## Aim of the task
Whenever a line below holds the word "which", count it once; report the total and nothing else.

## Available data

//! Word types used for chunked transfers.
//!
//! This file is also loaded by the build script, so it must not reference anything else in the
//! crate.

/// An unsigned integer that can be moved between memory and registers in one access.
pub trait Word: Copy {
    /// Size and natural alignment in bytes.
    const WIDTH: usize;

    /// A word in which every byte equals `byte`.
    fn splat(byte: u8) -> Self;
}

impl Word for u32 {
    const WIDTH: usize = 4;

    #[inline(always)]
    fn splat(byte: u8) -> Self {
        u32::from_ne_bytes([byte; 4])
    }
}

impl Word for u64 {
    const WIDTH: usize = 8;

    #[inline(always)]
    fn splat(byte: u8) -> Self {
        u64::from_ne_bytes([byte; 8])
    }
}

// Alignment checks compare address bits modulo WIDTH, which is only sound if the type's natural
// alignment does not exceed its size.
const _: () = assert!(core::mem::align_of::<u32>() <= <u32 as Word>::WIDTH);
const _: () = assert!(core::mem::align_of::<u64>() <= <u64 as Word>::WIDTH);

#[cfg(test)]
mod tests {
    use super::*;

    #[test]
    fn test_splat_u32() {
        assert_eq!(u32::splat(0xAB), 0xABAB_ABAB);
        assert_eq!(u32::splat(0), 0);
    }

    #[test]
    fn test_splat_u64() {
        assert_eq!(u64::splat(0x5A), 0x5A5A_5A5A_5A5A_5A5A);
        assert_eq!(u64::splat(0xFF), u64::MAX);
    }
}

## Task solution
2